31 The appellant gave evidence that at that time he was not aware of any plans for handling the drugs once they arrived in Australia. He said, “I mean this was just [a] spontaneous, speculative conversation about all those possible things. At that time he couldn’t, he didn’t have the boat even to do the job. So, it was just talking about it and that’s all and I just was trying to get it through his head because I knew he had this idea in his own head, about going out and picking a couple of blokes up on this vessel and only because he talked about these passports or something that they wanted him to get hold of or ask him about. I thought it was absurd myself. That’s what I thought… I didn’t want him to get used up. I mean we are different people entirely.”

32 The appellant said that the “old Dutchman was the bloke in charge … the one with the contract”, whom Lawrence and the appellant would need to negotiate with if they wanted to be involved in the importation. He said that Lawrence had told him if they didn’t reach a successful negotiation with the Dutchman, the job would go to other people. He said that although he attempted to determine more details about the proposed importation from Diez, “Our conversation didn’t last very long because there was too much tension and animosity between us.”

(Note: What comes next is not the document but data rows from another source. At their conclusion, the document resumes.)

use axum::{
    Json, Router,
    extract::{DefaultBodyLimit, Multipart, Path, State, multipart::MultipartError},
    routing::{delete, get, post},
};
use axum::body::Bytes;
use serde_json::{Value, json};
use tracing::{error, info, instrument, warn};

use crate::{
    auth::CurrentUser,
    error::{ApiError, ApiResult},
    models::{Document, NewDocument},
    repository::documents,
    serving::AppState,
};

const PDF_CONTENT_TYPE: &str = "application/pdf";

pub fn router(max_upload_bytes: usize) -> Router<AppState> {
    Router::new()
        .route(
            "/documents/upload",
            post(upload_file).layer(DefaultBodyLimit::max(max_upload_bytes)),
        )
        .route("/documents", get(get_documents))
        .route("/documents/", get(get_documents))
        .route("/documents/{document_id}", delete(delete_document_by_id))
}

struct Upload {
    file_name: String,
    content: Bytes,
}

fn check_content_type(content_type: Option<&str>) -> ApiResult<()> {
    match content_type {
        Some(PDF_CONTENT_TYPE) => Ok(()),
        other => {
            warn!(content_type = ?other, "Rejected upload");
            Err(ApiError::BadRequest("Only PDF files are allowed.".to_string()))
        }
    }
}

fn multipart_error(e: MultipartError) -> ApiError {
    ApiError::BadRequest(e.body_text())
}

async fn read_upload(multipart: &mut Multipart) -> ApiResult<Upload> {
    while let Some(field) = multipart.next_field().await.map_err(multipart_error)? {
        if field.name() != Some("file") {
            continue;
        }
        check_content_type(field.content_type())?;
        let file_name = field.file_name().unwrap_or("document.pdf").to_string();
        let content = field.bytes().await.map_err(multipart_error)?;
        return Ok(Upload { file_name, content });
    }
    Err(ApiError::BadRequest("Missing form field 'file'.".to_string()))
}

#[instrument(skip_all)]
async fn upload_file(
    State(state): State<AppState>,
    CurrentUser(user): CurrentUser,
    mut multipart: Multipart,
) -> ApiResult<Json<Document>> {
    let upload = read_upload(&mut multipart).await?;
    let path = state.storage.save_pdf(&upload.content).await?;
    let new_document = NewDocument {
        name: upload.file_name,
        file_path: path.to_string_lossy().into_owned(),
        user_id: user.id,
    };
    let document = match documents::save_document(&state.pool, &new_document).await {
        Ok(d) => d,
        Err(e) => {
            if let Err(cleanup) = state.storage.remove(&path).await {
                warn!(path = %path.display(), "Could not remove stored file: {:#}", cleanup);
            }
            return Err(e.into());
        }
    };
    info!(event = "DocumentUploaded", document_id = document.id, "Stored document {}", document.name);

    // TODO: move ingestion to a background job queue so large uploads return immediately
    if let Err(e) = state.pipeline.run(document.id, &path).await {
        error!(event = "IngestionFailed", document_id = document.id, "{:#}", e);
        discard_failed_upload(&state, document.id, &path).await;
        return Err(ApiError::Internal(e));
    }
    Ok(Json(document))
}

/// Removes every trace of a document whose ingestion failed. Each step runs
/// even when an earlier one fails.
async fn discard_failed_upload(state: &AppState, document_id: i64, path: &std::path::Path) {
    if let Err(e) = documents::delete_document(&state.pool, document_id).await {
        warn!(document_id, "Could not remove document row: {}", e);
    }
    if let Err(e) = state.storage.remove(path).await {
        warn!(document_id, "Could not remove stored file: {:#}", e);
    }
    if let Err(e) = state.vectordb.delete_document(document_id).await {
        warn!(document_id, "Could not remove partial vectors: {:#}", e);
    }
}

#[instrument(skip_all)]
async fn get_documents(
    State(state): State<AppState>,
    CurrentUser(user): CurrentUser,
) -> ApiResult<Json<Vec<Document>>> {
    let documents = documents::get_users_documents(&state.pool, user.id).await?;
    Ok(Json(documents))
}

#[instrument(skip_all)]
async fn delete_document_by_id(
    State(state): State<AppState>,
    CurrentUser(user): CurrentUser,
    Path(document_id): Path<i64>,
) -> ApiResult<Json<Value>> {
    let document = documents::get_user_document(&state.pool, user.id, document_id)
        .await?
        .ok_or_else(ApiError::document_not_found)?;
    // the row must outlive the vectors
    state.vectordb.delete_document(document.id).await?;
    documents::delete_document(&state.pool, document.id).await?;
    if let Err(e) = state
        .storage
        .remove(std::path::Path::new(&document.file_path))
        .await
    {
        warn!(document_id, "Could not remove stored file: {:#}", e);
    }
    info!(event = "DocumentDeleted", document_id, "Deleted document");
    Ok(Json(json!({"message": "Document deleted successfully."})))
}

#[cfg(test)]
mod test {
    use super::*;

    #[test]
    fn test_only_pdf_content_type_is_accepted() {
        assert!(check_content_type(Some("application/pdf")).is_ok());
        for other in [Some("text/plain"), Some("application/octet-stream"), None] {
            match check_content_type(other) {
                Err(ApiError::BadRequest(detail)) => assert_eq!(detail, "Only PDF files are allowed."),
                _ => panic!("{:?} should have been rejected", other),
            }
        }
    }
}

33 The following day a conversation was recorded between the appellant and Lawrence. Lawrence complained that he was the one “in the fucking firing line all the time.” He referred to his physical involvement in the distribution of the cocaine as exposing him to the risk of arrest. The appellant responded that “if it’s gonna be so much pressure then and you can’t cope mate you’re better off fucking not doing it…” When pressed by Lawrence again that “What else do you do?… You, You haven’t anything to handle”, the appellant responded “Well I handle everything”, “I’ve got all the buyers… I got the gear for us.” The conversation continued in these terms:

          “M1 (appellant) But you can’t be fucking blowing up everyday it’s ridiculous
          M2 (Lawrence) Well I can’t eh I can’t be doing everything, but if you cant handle fucking him
          M1 I’m handling him, but I told you he’s ready to fucking fold over this cunt, I’m telling you he’s no, he’s a weak cunt
          M2 oh fuck
          M1 You’ve seen it, he’s a cry baby
          M2 Fucking cry baby, I’m sick of fucking running fucking back and forth
          M1 Well all right if we lose the job I won’t give a fuck about it, fucks up please yourself buddy.”

34 The appellant then said to Lawrence, “You don’t want to talk or discuss anything and we’re supposed to be fuckin partners.” Lawrence replied, “But you want me to do everything.”

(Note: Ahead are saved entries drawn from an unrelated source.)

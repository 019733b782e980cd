//! Postgres persistence for users, documents, chats and messages.

pub mod chats;
pub mod documents;
pub mod users;

use sqlx::postgres::{PgPool, PgPoolOptions};

use crate::config::DatabaseArgs;

pub async fn create_pool(config: &DatabaseArgs) -> anyhow::Result<PgPool> {
    let pool = PgPoolOptions::new()
        .max_connections(config.db_max_connections)
        .connect(&config.database_url)
        .await?;
    Ok(pool)
}

pub async fn migrate(pool: &PgPool) -> anyhow::Result<()> {
    sqlx::migrate!("./migrations")
        .run(pool)
        .await
        .map_err(|e| anyhow::anyhow!("Failed to run migrations: {}", e))?;
    Ok(())
}

/// Connects to `DATABASE_URL` and migrates it, or returns `None` when the
/// variable is not set so that database tests can be skipped.
#[cfg(test)]
pub(crate) async fn test_pool() -> Option<PgPool> {
    let url = match std::env::var("DATABASE_URL") {
        Ok(s) => s,
        Err(_) => {
            println!("Skipping test because Postgres is not available");
            return None;
        }
    };
    let pool = PgPool::connect(&url)
        .await
        .expect("Should be able to connect to DATABASE_URL");
    migrate(&pool).await.expect("Should be able to run migrations");
    Some(pool)
}

/// Creates a user with a unique email for database tests.
#[cfg(test)]
pub(crate) async fn test_user(pool: &PgPool) -> crate::models::User {
    let email = format!("{}@test.pdfchat.xyz", uuid::Uuid::new_v4());
    users::add_user(pool, &email, "not-a-real-hash").await.unwrap()
}
//! Retrieval-augmented answering over a single document.
//!
//! A follow-up question is first rewritten into a standalone one using the
//! chat history, the standalone question drives retrieval, and the answer is
//! generated from the retrieved chunks plus the history.

use async_trait::async_trait;
use tracing::{debug, info};

use crate::{
    llm::{LanguageModel, Prompt},
    models::HistoryMessage,
};

pub const CONTEXTUALIZE_SYSTEM_PROMPT: &str = "Given a chat history and the latest user question \
which might reference context in the chat history, formulate a standalone question \
which can be understood without the chat history. Do NOT answer the question, \
just reformulate it if needed and otherwise return it as is.";

pub const QA_SYSTEM_PROMPT: &str = "You are an assistant for question-answering tasks. \
Use the following pieces of retrieved context to answer the question. \
If you don't know the answer, just say that you don't know. \
Use three sentences maximum and keep the answer concise.\n\n{context}";

/// Looks up the chunks of one document most relevant to a query.
#[async_trait]
pub trait Retriever: Send + Sync {
    async fn retrieve(&self, document_id: i64, query: &str, limit: u64) -> anyhow::Result<Vec<String>>;
}

pub fn format_docs(docs: &[String]) -> String {
    docs.join("\n\n")
}

pub struct RagChain<'a> {
    llm: &'a dyn LanguageModel,
    retriever: &'a dyn Retriever,
    document_id: i64,
    k: u64,
}

impl<'a> RagChain<'a> {
    pub fn new(
        llm: &'a dyn LanguageModel,
        retriever: &'a dyn Retriever,
        document_id: i64,
        k: u64,
    ) -> Self {
        Self {
            llm,
            retriever,
            document_id,
            k,
        }
    }

    async fn standalone_question(&self, input: &str, history: &[HistoryMessage]) -> anyhow::Result<String> {
        if history.is_empty() {
            return Ok(input.to_string());
        }
        let prompt = Prompt {
            system: CONTEXTUALIZE_SYSTEM_PROMPT.to_string(),
            history: history.to_vec(),
            input: input.to_string(),
        };
        let question = self.llm.complete(&prompt).await?;
        let question = question.trim();
        debug!(event = "QuestionRephrased", document_id = self.document_id, "Standalone question: {}", question);
        if question.is_empty() {
            return Ok(input.to_string());
        }
        Ok(question.to_string())
    }

    pub async fn invoke(&self, input: &str, history: &[HistoryMessage]) -> anyhow::Result<String> {
        let question = self.standalone_question(input, history).await?;
        info!(event = "RagSearchStart", document_id = self.document_id, "Starting vector search operation");
        let now = tokio::time::Instant::now();
        let docs = self.retriever.retrieve(self.document_id, &question, self.k).await?;
        info!(
            event = "RagSearchEnd",
            document_id = self.document_id,
            "Retrieved {}/{} chunks in {} ms",
            docs.len(),
            self.k,
            now.elapsed().as_millis()
        );
        let prompt = Prompt {
            system: QA_SYSTEM_PROMPT.replace("{context}", &format_docs(&docs)),
            history: history.to_vec(),
            input: input.to_string(),
        };
        self.llm.complete(&prompt).await
    }
}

35 The appellant said that by this stage he and Diez were not on good speaking terms, and Lawrence was required to act as an intermediary between them. The appellant said “Well, I mean, Mr Lawrence was doing everything. He was running around with it, moving it and selling it, just bringing me over the money. And if you’re under so much pressure – and I could understand. He’s under this major police investigation at the same time and it just seemed to me, I thought, well, don’t do it. I wasn’t going to do it, you know what I mean? Why explain it to me? I didn’t offer to do it.” The appellant was asked what he meant when he said, “I got the gear for us.” He answered, “I just simply meant, you know, through meeting, through Mr Diez having been at my place, that’s how they ran into each other. And through Mr Diez, the connection came to the cocaine and the South Africans. That’s all.” The appellant referred to his statement in the conversation that “Well all right if we lose the job I won’t give a fuck about it, fucks up please yourself buddy” as evidencing his intention not to be involved in the proposed importation.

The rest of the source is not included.